======== Data records ========
//! Document ingestion workflow: hold at most one pending file, submit
//! it to the document service, and report the outcome without ever
//! losing the user's selection on failure.

use std::sync::Arc;

use tokio::sync::{broadcast, Mutex};
use tokio::task::JoinHandle;
use tracing::{info, warn};

use crate::{DocumentService, Notification, UiStatus};

#[cfg(test)]
#[path = "tests/upload_tests.rs"]
mod tests;

/// A file the user has picked but not yet submitted.
#[derive(Debug, Clone, PartialEq, Eq)]
pub struct PendingUpload {
    pub filename: String,
    pub size_bytes: u64,
    pub content: Vec<u8>,
}

impl PendingUpload {
    pub fn new(filename: impl Into<String>, content: Vec<u8>) -> Self {
        Self {
            filename: filename.into(),
            size_bytes: content.len() as u64,
            content,
        }
    }
}

/// Cloneable view of the upload workflow for rendering.
#[derive(Debug, Clone, Default)]
pub struct UploadSnapshot {
    pub pending: Option<PendingUpload>,
    pub status: UiStatus,
    pub drag_active: bool,
}

#[derive(Default)]
struct UploadState {
    pending: Option<PendingUpload>,
    status: UiStatus,
    drag_active: bool,
    inflight: Option<JoinHandle<()>>,
}

pub struct UploadController {
    service: Arc<dyn DocumentService>,
    inner: Mutex<UploadState>,
    events: broadcast::Sender<Notification>,
}

impl UploadController {
    pub fn new(service: Arc<dyn DocumentService>) -> Arc<Self> {
        let (events, _) = broadcast::channel(64);
        Arc::new(Self {
            service,
            inner: Mutex::new(UploadState::default()),
            events,
        })
    }

    pub fn subscribe_events(&self) -> broadcast::Receiver<Notification> {
        self.events.subscribe()
    }

    /// Replaces any existing selection. No validation of content or
    /// extension happens here; the service is the arbiter.
    pub async fn select_file(&self, upload: PendingUpload) {
        let mut state = self.inner.lock().await;
        state.pending = Some(upload);
    }

    /// Drop payloads may carry several files; the first wins and the
    /// rest are ignored. Always deactivates the drop highlight.
    pub async fn handle_drop(&self, mut files: Vec<PendingUpload>) {
        let mut state = self.inner.lock().await;
        state.drag_active = false;
        if files.is_empty() {
            return;
        }
        if files.len() > 1 {
            info!(extra = files.len() - 1, "ignoring extra dropped files");
        }
        state.pending = Some(files.swap_remove(0));
    }

    pub async fn set_drag_active(&self, active: bool) {
        let mut state = self.inner.lock().await;
        state.drag_active = active;
    }

    pub async fn clear_selection(&self) {
        let mut state = self.inner.lock().await;
        state.pending = None;
    }

    /// Kicks off the upload. Returns false without side effects when
    /// nothing is selected or a submission is already in flight.
    pub async fn submit(self: &Arc<Self>) -> bool {
        let upload = {
            let mut state = self.inner.lock().await;
            if state.status == UiStatus::Busy {
                return false;
            }
            let Some(upload) = state.pending.clone() else {
                return false;
            };
            state.status = UiStatus::Busy;
            upload
        };

        let controller = Arc::clone(self);
        let handle = tokio::spawn(async move {
            let result = controller
                .service
                .upload_document(&upload.filename, upload.content.clone())
                .await;

            let mut state = controller.inner.lock().await;
            state.status = UiStatus::Idle;
            state.inflight = None;
            match result {
                Ok(_) => {
                    info!(filename = %upload.filename, "document uploaded");
                    state.pending = None;
                    let _ = controller.events.send(Notification::UploadSucceeded {
                        filename: upload.filename,
                    });
                }
                Err(err) => {
                    // Selection is retained so the user can retry.
                    warn!(filename = %upload.filename, error = %err, "upload failed");
                    let _ = controller.events.send(Notification::UploadFailed {
                        filename: upload.filename,
                        reason: err.to_string(),
                    });
                }
            }
        });

        self.inner.lock().await.inflight = Some(handle);
        true
    }

    /// Aborts any in-flight submission so a hung request cannot leave
    /// the workflow stuck in Busy after teardown.
    pub async fn shutdown(&self) {
        let mut state = self.inner.lock().await;
        if let Some(handle) = state.inflight.take() {
            handle.abort();
        }
        state.status = UiStatus::Idle;
    }

    pub async fn snapshot(&self) -> UploadSnapshot {
        let state = self.inner.lock().await;
        UploadSnapshot {
            pending: state.pending.clone(),
            status: state.status,
            drag_active: state.drag_active,
        }
    }
}
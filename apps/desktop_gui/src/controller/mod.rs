//! Controller layer: UI events, error modeling, and command orchestration.

pub mod events;
pub mod orchestration;
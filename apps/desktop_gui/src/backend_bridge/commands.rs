//! Backend commands queued from UI to backend worker.

use client_core::upload::PendingUpload;
use shared::domain::DocumentId;

pub enum BackendCommand {
    SelectFile {
        filename: String,
        content: Vec<u8>,
    },
    DropFiles(Vec<PendingUpload>),
    ClearSelection,
    SetDragActive(bool),
    SubmitUpload,
    LoadDocuments,
    SetSelectedDocument(Option<DocumentId>),
    SubmitQuery {
        question: String,
    },
    ToggleAnswer,
    CopyAnswer,
}
//! Bridge between the egui thread and the backend worker that owns the
//! controllers and the tokio runtime.

pub mod commands;
pub mod runtime;
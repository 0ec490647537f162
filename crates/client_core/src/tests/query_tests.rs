use super::*;
use std::time::Duration;

use async_trait::async_trait;
use tokio::sync::Notify;
use tokio::time::timeout;

use crate::ServiceError;
use shared::protocol::UploadResponse;

struct TestDocumentService {
    documents: Result<Vec<DocumentSummary>, ServiceError>,
    answer: Result<String, ServiceError>,
    gate: Option<Arc<Notify>>,
    queries: Arc<Mutex<Vec<(Option<DocumentId>, String)>>>,
}

impl TestDocumentService {
    fn answering(answer: impl Into<String>) -> Self {
        Self {
            documents: Ok(Vec::new()),
            answer: Ok(answer.into()),
            gate: None,
            queries: Arc::new(Mutex::new(Vec::new())),
        }
    }

    fn with_documents(mut self, documents: Vec<DocumentSummary>) -> Self {
        self.documents = Ok(documents);
        self
    }

    fn failing(reason: impl Into<String>) -> Self {
        let reason = reason.into();
        Self {
            documents: Err(ServiceError::Transport(reason.clone())),
            answer: Err(ServiceError::Transport(reason)),
            gate: None,
            queries: Arc::new(Mutex::new(Vec::new())),
        }
    }

    fn gated(mut self, gate: Arc<Notify>) -> Self {
        self.gate = Some(gate);
        self
    }
}

#[async_trait]
impl DocumentService for TestDocumentService {
    async fn upload_document(
        &self,
        _filename: &str,
        _content: Vec<u8>,
    ) -> Result<UploadResponse, ServiceError> {
        Ok(UploadResponse::default())
    }

    async fn list_documents(&self) -> Result<Vec<DocumentSummary>, ServiceError> {
        self.documents.clone()
    }

    async fn query_documents(
        &self,
        document_id: Option<&DocumentId>,
        question: &str,
    ) -> Result<String, ServiceError> {
        if let Some(gate) = &self.gate {
            gate.notified().await;
        }
        self.queries
            .lock()
            .await
            .push((document_id.cloned(), question.to_string()));
        self.answer.clone()
    }
}

struct TestClipboard {
    fail_with: Option<String>,
    texts: std::sync::Mutex<Vec<String>>,
}

impl TestClipboard {
    fn ok() -> Self {
        Self {
            fail_with: None,
            texts: std::sync::Mutex::new(Vec::new()),
        }
    }

    fn failing(reason: impl Into<String>) -> Self {
        Self {
            fail_with: Some(reason.into()),
            texts: std::sync::Mutex::new(Vec::new()),
        }
    }
}

impl Clipboard for TestClipboard {
    fn set_text(&self, text: &str) -> anyhow::Result<()> {
        if let Some(reason) = &self.fail_with {
            return Err(anyhow::anyhow!(reason.clone()));
        }
        self.texts
            .lock()
            .expect("clipboard lock")
            .push(text.to_string());
        Ok(())
    }
}

fn sample_documents() -> Vec<DocumentSummary> {
    vec![
        DocumentSummary {
            id: DocumentId::from("1"),
            title: "handbook.txt".to_string(),
            file_type: Some("txt".to_string()),
            created_at: None,
        },
        DocumentSummary {
            id: DocumentId::from("2"),
            title: "notes.txt".to_string(),
            file_type: None,
            created_at: None,
        },
    ]
}

async fn next_event(rx: &mut broadcast::Receiver<Notification>) -> Notification {
    timeout(Duration::from_secs(1), rx.recv())
        .await
        .expect("notification timeout")
        .expect("notification")
}

#[tokio::test]
async fn load_document_list_populates_and_notifies() {
    let service =
        Arc::new(TestDocumentService::answering("").with_documents(sample_documents()));
    let controller = QueryController::new(service);
    let mut rx = controller.subscribe_events();

    controller.load_document_list().await;

    assert_eq!(
        next_event(&mut rx).await,
        Notification::DocumentListLoaded { count: 2 }
    );
    let snapshot = controller.snapshot().await;
    assert_eq!(snapshot.documents, sample_documents());
}

#[tokio::test]
async fn load_failure_leaves_list_empty_but_search_all_still_works() {
    let service = Arc::new(TestDocumentService::failing("connection refused"));
    let queries = service.queries.clone();
    let controller = QueryController::new(service);
    let mut rx = controller.subscribe_events();

    controller.load_document_list().await;

    match next_event(&mut rx).await {
        Notification::DocumentListFailed { reason } => {
            assert!(reason.contains("connection refused"));
        }
        other => panic!("unexpected notification: {other:?}"),
    }
    assert!(controller.snapshot().await.documents.is_empty());

    controller.set_question_text("still works?").await;
    assert!(controller.submit_query().await);
    next_event(&mut rx).await;
    assert_eq!(queries.lock().await.len(), 1);
}

#[tokio::test]
async fn stale_selection_is_dropped_on_list_refresh() {
    let service =
        Arc::new(TestDocumentService::answering("").with_documents(sample_documents()));
    let controller = QueryController::new(service);
    controller
        .set_selected_document(Some(DocumentId::from("99")))
        .await;

    controller.load_document_list().await;

    assert_eq!(controller.snapshot().await.selected_document, None);
}

#[tokio::test]
async fn blank_question_is_rejected_without_service_call() {
    let service = Arc::new(TestDocumentService::answering("unused"));
    let queries = service.queries.clone();
    let controller = QueryController::new(service);

    controller.set_question_text("   \n\t").await;

    assert!(!controller.submit_query().await);
    assert!(queries.lock().await.is_empty());
    assert_eq!(controller.snapshot().await.status, UiStatus::Idle);
}

#[tokio::test]
async fn successful_query_stores_collapsed_answer_and_returns_idle() {
    let service = Arc::new(TestDocumentService::answering("the capital is Paris"));
    let controller = QueryController::new(service);
    let mut rx = controller.subscribe_events();
    controller.set_question_text("capital of France?").await;

    assert!(controller.submit_query().await);

    assert_eq!(next_event(&mut rx).await, Notification::AnswerReady);
    let snapshot = controller.snapshot().await;
    let answer = snapshot.answer.expect("answer");
    assert!(!answer.is_failure());
    assert!(!answer.expanded);
    assert_eq!(answer.text(), "the capital is Paris");
    assert_eq!(snapshot.status, UiStatus::Idle);
}

#[tokio::test]
async fn failed_query_renders_fixed_failure_text() {
    let service = Arc::new(TestDocumentService::failing("gateway timeout"));
    let controller = QueryController::new(service);
    let mut rx = controller.subscribe_events();
    controller.set_question_text("anything").await;

    assert!(controller.submit_query().await);

    assert_eq!(next_event(&mut rx).await, Notification::AnswerReady);
    let snapshot = controller.snapshot().await;
    let answer = snapshot.answer.expect("answer");
    assert!(answer.is_failure());
    assert_eq!(answer.text(), QUERY_FAILURE_TEXT);
    assert_eq!(snapshot.status, UiStatus::Idle);
}

#[tokio::test]
async fn submit_while_busy_is_rejected() {
    let gate = Arc::new(Notify::new());
    let service = Arc::new(TestDocumentService::answering("slow answer").gated(gate.clone()));
    let queries = service.queries.clone();
    let controller = QueryController::new(service);
    let mut rx = controller.subscribe_events();
    controller.set_question_text("first question").await;

    assert!(controller.submit_query().await);
    assert_eq!(controller.snapshot().await.status, UiStatus::Busy);
    assert!(!controller.submit_query().await);

    gate.notify_one();
    next_event(&mut rx).await;
    assert_eq!(queries.lock().await.len(), 1);
}

#[tokio::test]
async fn resubmit_clears_previous_answer_and_resets_expanded() {
    let gate = Arc::new(Notify::new());
    let service = Arc::new(TestDocumentService::answering("an answer").gated(gate.clone()));
    let controller = QueryController::new(service);
    let mut rx = controller.subscribe_events();

    controller.set_question_text("first question").await;
    gate.notify_one();
    assert!(controller.submit_query().await);
    next_event(&mut rx).await;
    controller.toggle_expanded().await;
    assert!(controller.snapshot().await.answer.expect("answer").expanded);

    controller.set_question_text("second question").await;
    assert!(controller.submit_query().await);
    // Prior answer is gone while the new request is in flight.
    assert_eq!(controller.snapshot().await.answer, None);

    gate.notify_one();
    next_event(&mut rx).await;
    let answer = controller.snapshot().await.answer.expect("answer");
    assert!(!answer.expanded);
}

#[tokio::test]
async fn selected_document_id_is_forwarded_to_the_service() {
    let service =
        Arc::new(TestDocumentService::answering("scoped").with_documents(sample_documents()));
    let queries = service.queries.clone();
    let controller = QueryController::new(service);
    let mut rx = controller.subscribe_events();
    controller.load_document_list().await;
    next_event(&mut rx).await;

    controller
        .set_selected_document(Some(DocumentId::from("2")))
        .await;
    controller.set_question_text("scoped question").await;
    assert!(controller.submit_query().await);
    next_event(&mut rx).await;

    controller.set_selected_document(None).await;
    controller.set_question_text("broad question").await;
    assert!(controller.submit_query().await);
    next_event(&mut rx).await;

    let recorded = queries.lock().await.clone();
    assert_eq!(
        recorded,
        vec![
            (Some(DocumentId::from("2")), "scoped question".to_string()),
            (None, "broad question".to_string()),
        ]
    );
}

#[test]
fn long_answer_detection_counts_characters() {
    let short = AnswerResult {
        outcome: AnswerOutcome::Answered("a".repeat(500)),
        expanded: false,
    };
    assert!(!short.is_long());

    let long = AnswerResult {
        outcome: AnswerOutcome::Answered("a".repeat(501)),
        expanded: false,
    };
    assert!(long.is_long());

    // Multi-byte characters count once each.
    let multibyte = AnswerResult {
        outcome: AnswerOutcome::Answered("é".repeat(500)),
        expanded: false,
    };
    assert!(!multibyte.is_long());
}

#[tokio::test]
async fn toggle_expanded_without_answer_is_a_noop() {
    let controller = QueryController::new(Arc::new(TestDocumentService::answering("")));

    controller.toggle_expanded().await;

    assert_eq!(controller.snapshot().await.answer, None);
}

#[tokio::test]
async fn copy_answer_sends_displayed_text_to_clipboard() {
    let clipboard = Arc::new(TestClipboard::ok());
    let service = Arc::new(TestDocumentService::answering("copy me"));
    let controller = QueryController::new_with_clipboard(service, clipboard.clone());
    let mut rx = controller.subscribe_events();
    controller.set_question_text("question").await;
    assert!(controller.submit_query().await);
    next_event(&mut rx).await;

    controller.copy_answer_to_clipboard().await;

    assert_eq!(next_event(&mut rx).await, Notification::AnswerCopied);
    assert_eq!(
        clipboard.texts.lock().expect("clipboard lock").clone(),
        vec!["copy me".to_string()]
    );
    assert_eq!(controller.snapshot().await.status, UiStatus::Idle);
}

#[tokio::test]
async fn copy_failure_notifies_without_touching_status() {
    let clipboard = Arc::new(TestClipboard::failing("clipboard unavailable"));
    let service = Arc::new(TestDocumentService::answering("copy me"));
    let controller = QueryController::new_with_clipboard(service, clipboard);
    let mut rx = controller.subscribe_events();
    controller.set_question_text("question").await;
    assert!(controller.submit_query().await);
    next_event(&mut rx).await;

    controller.copy_answer_to_clipboard().await;

    match next_event(&mut rx).await {
        Notification::AnswerCopyFailed { reason } => {
            assert!(reason.contains("clipboard unavailable"));
        }
        other => panic!("unexpected notification: {other:?}"),
    }
    assert_eq!(controller.snapshot().await.status, UiStatus::Idle);
}

#[tokio::test]
async fn copy_without_answer_does_nothing() {
    let clipboard = Arc::new(TestClipboard::ok());
    let service = Arc::new(TestDocumentService::answering(""));
    let controller = QueryController::new_with_clipboard(service, clipboard.clone());
    let mut rx = controller.subscribe_events();

    controller.copy_answer_to_clipboard().await;

    assert!(rx.try_recv().is_err());
    assert!(clipboard.texts.lock().expect("clipboard lock").is_empty());
}

#[tokio::test]
async fn shutdown_aborts_inflight_query_and_returns_idle() {
    let gate = Arc::new(Notify::new());
    let service = Arc::new(TestDocumentService::answering("never delivered").gated(gate.clone()));
    let queries = service.queries.clone();
    let controller = QueryController::new(service);
    controller.set_question_text("question").await;

    assert!(controller.submit_query().await);
    controller.shutdown().await;

    assert_eq!(controller.snapshot().await.status, UiStatus::Idle);
    gate.notify_one();
    tokio::task::yield_now().await;
    assert!(queries.lock().await.is_empty());
}
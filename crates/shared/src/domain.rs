use std::fmt;

use serde::{Deserialize, Serialize};

/// Opaque identifier the document service assigns to an uploaded document.
#[derive(Debug, Clone, PartialEq, Eq, Hash, Serialize, Deserialize)]
#[serde(transparent)]
pub struct DocumentId(pub String);

impl DocumentId {
    pub fn new(id: impl Into<String>) -> Self {
        Self(id.into())
    }

    pub fn as_str(&self) -> &str {
        &self.0
    }
}

impl fmt::Display for DocumentId {
    fn fmt(&self, f: &mut fmt::Formatter<'_>) -> fmt::Result {
        f.write_str(&self.0)
    }
}

impl From<&str> for DocumentId {
    fn from(value: &str) -> Self {
        Self(value.to_string())
    }
}
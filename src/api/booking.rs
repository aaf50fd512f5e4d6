//! Guest booking pages

use std::collections::HashMap;

use axum::{
    extract::{Path, Query, State},
    Form, Json,
};
use serde::{Deserialize, Serialize};
use utoipa::{IntoParams, ToSchema};

use crate::{
    error::{AppError, AppResult},
    models::dates::{format_date, parse_date},
    services::{
        booking::{ConfirmOutcome, SearchOutcome},
        session::SessionKey,
    },
    AppState,
};

use super::{
    page::{recover, redirect_with, render, Page, TemplateData},
    CurrentSession,
};

const SEARCH_PAGE: &str = "/search-availability";

/// Room availability check request (form encoded)
#[derive(Deserialize, ToSchema)]
pub struct AvailabilityJsonRequest {
    /// Arrival, `YYYY-MM-DD`
    pub start: String,
    /// Departure, `YYYY-MM-DD`
    pub end: String,
    pub room_id: String,
}

#[derive(Serialize, ToSchema)]
pub struct AvailabilityJsonResponse {
    pub ok: bool,
    pub message: String,
    pub room_id: String,
    pub start_date: String,
    pub end_date: String,
}

/// Direct booking link parameters
#[derive(Default, Deserialize, IntoParams)]
#[into_params(parameter_in = Query)]
#[serde(default)]
pub struct BookRoomQuery {
    /// Room ID
    pub id: String,
    /// Arrival, `YYYY-MM-DD`
    pub s: String,
    /// Departure, `YYYY-MM-DD`
    pub e: String,
}

/// Search form
#[utoipa::path(
    get,
    path = "/search-availability",
    tag = "booking",
    responses((status = 200, description = "Search page", body = TemplateData))
)]
pub async fn search_availability(CurrentSession(session): CurrentSession) -> AppResult<Page> {
    render(&session, TemplateData::new("search-availability.page.tmpl")).await
}

/// Search free rooms and start a draft reservation
#[utoipa::path(
    post,
    path = "/search-availability",
    tag = "booking",
    responses(
        (status = 200, description = "Free rooms to choose from", body = TemplateData),
        (status = 303, description = "No availability or invalid dates")
    )
)]
pub async fn post_search_availability(
    State(state): State<AppState>,
    CurrentSession(session): CurrentSession,
    Form(form): Form<HashMap<String, String>>,
) -> AppResult<Page> {
    let dates = parse_stay(&form, "start", "end");
    let (start, end) = match dates {
        Ok(dates) => dates,
        Err(e) => return recover(&session, e, SEARCH_PAGE).await,
    };

    match state.services.booking.search(&session, start, end).await {
        Ok(SearchOutcome::Available(rooms)) => {
            let page = TemplateData::new("choose-room.page.tmpl").data("rooms", &rooms)?;
            render(&session, page).await
        }
        Ok(SearchOutcome::NoAvailability) => {
            redirect_with(&session, SessionKey::Error, "No availability", SEARCH_PAGE).await
        }
        Err(e) => recover(&session, e, SEARCH_PAGE).await,
    }
}

/// Check one room for a date range
#[utoipa::path(
    post,
    path = "/search-availability-json",
    tag = "booking",
    request_body(content = AvailabilityJsonRequest, content_type = "application/x-www-form-urlencoded"),
    responses((status = 200, description = "Availability of the room", body = AvailabilityJsonResponse))
)]
pub async fn availability_json(
    State(state): State<AppState>,
    Form(request): Form<AvailabilityJsonRequest>,
) -> Json<AvailabilityJsonResponse> {
    let mut response = AvailabilityJsonResponse {
        ok: false,
        message: String::new(),
        room_id: request.room_id.clone(),
        start_date: request.start.clone(),
        end_date: request.end.clone(),
    };

    let (start, end) = match (parse_date(&request.start), parse_date(&request.end)) {
        (Ok(start), Ok(end)) => (start, end),
        _ => {
            response.message = "Invalid dates".to_string();
            return Json(response);
        }
    };
    let Ok(room_id) = request.room_id.trim().parse::<i32>() else {
        response.message = "Invalid room".to_string();
        return Json(response);
    };

    match state.services.availability.room_is_free(start, end, room_id).await {
        Ok(free) => response.ok = free,
        Err(AppError::Validation(_)) => response.message = "Invalid dates".to_string(),
        Err(e) => {
            tracing::error!("Availability check failed: {}", e);
            response.message = "Error querying database".to_string();
        }
    }
    Json(response)
}

/// Pick a room from the search results
#[utoipa::path(
    get,
    path = "/choose-room/{id}",
    tag = "booking",
    params(("id" = i32, Path, description = "Room ID")),
    responses((status = 303, description = "To the reservation form, or back to search"))
)]
pub async fn choose_room(
    State(state): State<AppState>,
    CurrentSession(session): CurrentSession,
    Path(id): Path<String>,
) -> AppResult<Page> {
    let Ok(room_id) = id.parse::<i32>() else {
        return redirect_with(&session, SessionKey::Error, "Missing url parameter", SEARCH_PAGE).await;
    };

    match state.services.booking.choose_room(&session, room_id).await {
        Ok(_) => Ok(Page::Redirect("/make-reservation".to_string())),
        Err(e) => recover(&session, e, SEARCH_PAGE).await,
    }
}

/// Start a draft from a direct booking link
#[utoipa::path(
    get,
    path = "/book-room",
    tag = "booking",
    params(BookRoomQuery),
    responses((status = 303, description = "To the reservation form, or back to search"))
)]
pub async fn book_room(
    State(state): State<AppState>,
    CurrentSession(session): CurrentSession,
    Query(query): Query<BookRoomQuery>,
) -> AppResult<Page> {
    let Ok(room_id) = query.id.trim().parse::<i32>() else {
        return redirect_with(&session, SessionKey::Error, "Missing url parameter", SEARCH_PAGE).await;
    };
    let dates = parse_date(&query.s).and_then(|start| Ok((start, parse_date(&query.e)?)));
    let result = match dates {
        Ok((start, end)) => state.services.booking.book_room(&session, room_id, start, end).await,
        Err(e) => Err(e),
    };

    match result {
        Ok(_) => Ok(Page::Redirect("/make-reservation".to_string())),
        Err(e) => recover(&session, e, SEARCH_PAGE).await,
    }
}

/// Guest details form for the current draft
#[utoipa::path(
    get,
    path = "/make-reservation",
    tag = "booking",
    responses(
        (status = 200, description = "Reservation form", body = TemplateData),
        (status = 303, description = "No draft in session")
    )
)]
pub async fn make_reservation(
    State(state): State<AppState>,
    CurrentSession(session): CurrentSession,
) -> AppResult<Page> {
    let draft = match state.services.booking.current_draft(&session).await {
        Ok(draft) => draft,
        Err(e) => return recover(&session, e, SEARCH_PAGE).await,
    };

    let page = TemplateData::new("make-reservation.page.tmpl")
        .string("start_date", format_date(draft.start_date))
        .string("end_date", format_date(draft.end_date))
        .data("reservation", &draft)?;
    render(&session, page).await
}

/// Confirm the draft with the guest's details
#[utoipa::path(
    post,
    path = "/make-reservation",
    tag = "booking",
    responses(
        (status = 200, description = "Form with field errors", body = TemplateData),
        (status = 303, description = "Confirmed, or sent back to search")
    )
)]
pub async fn post_make_reservation(
    State(state): State<AppState>,
    CurrentSession(session): CurrentSession,
    Form(form): Form<HashMap<String, String>>,
) -> AppResult<Page> {
    match state.services.booking.confirm(&session, form).await {
        Ok(ConfirmOutcome::Confirmed(_)) => Ok(Page::Redirect("/reservation-summary".to_string())),
        Ok(ConfirmOutcome::Invalid { form, draft }) => {
            let page = TemplateData::new("make-reservation.page.tmpl")
                .string("start_date", format_date(draft.start_date))
                .string("end_date", format_date(draft.end_date))
                .data("reservation", &draft)?
                .form(form);
            render(&session, page).await
        }
        Ok(ConfirmOutcome::Unavailable) => {
            redirect_with(&session, SessionKey::Error, "Room no longer available", SEARCH_PAGE).await
        }
        Err(e) => recover(&session, e, SEARCH_PAGE).await,
    }
}

/// Summary of the confirmed reservation, shown once
#[utoipa::path(
    get,
    path = "/reservation-summary",
    tag = "booking",
    responses(
        (status = 200, description = "Reservation summary", body = TemplateData),
        (status = 303, description = "Nothing to show")
    )
)]
pub async fn reservation_summary(
    State(state): State<AppState>,
    CurrentSession(session): CurrentSession,
) -> AppResult<Page> {
    let draft = match state.services.booking.summary(&session).await {
        Ok(draft) => draft,
        Err(e) => return recover(&session, e, SEARCH_PAGE).await,
    };

    let page = TemplateData::new("reservation-summary.page.tmpl")
        .string("start_date", format_date(draft.start_date))
        .string("end_date", format_date(draft.end_date))
        .data("reservation", &draft)?;
    render(&session, page).await
}

fn parse_stay(
    form: &HashMap<String, String>,
    start_field: &str,
    end_field: &str,
) -> AppResult<(chrono::NaiveDate, chrono::NaiveDate)> {
    let field = |name: &str| form.get(name).map(String::as_str).unwrap_or("");
    Ok((parse_date(field(start_field))?, parse_date(field(end_field))?))
}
========
Nothing but the lines from the top of the entries above through the line with "not yet submitted." should be set down, each exactly as written.

■ **Answer to the exercise**
//! Document ingestion workflow: hold at most one pending file, submit
//! it to the document service, and report the outcome without ever
//! losing the user's selection on failure.

use std::sync::Arc;

use tokio::sync::{broadcast, Mutex};
use tokio::task::JoinHandle;
use tracing::{info, warn};

use crate::{DocumentService, Notification, UiStatus};

#[cfg(test)]
#[path = "tests/upload_tests.rs"]
mod tests;

/// A file the user has picked but not yet submitted.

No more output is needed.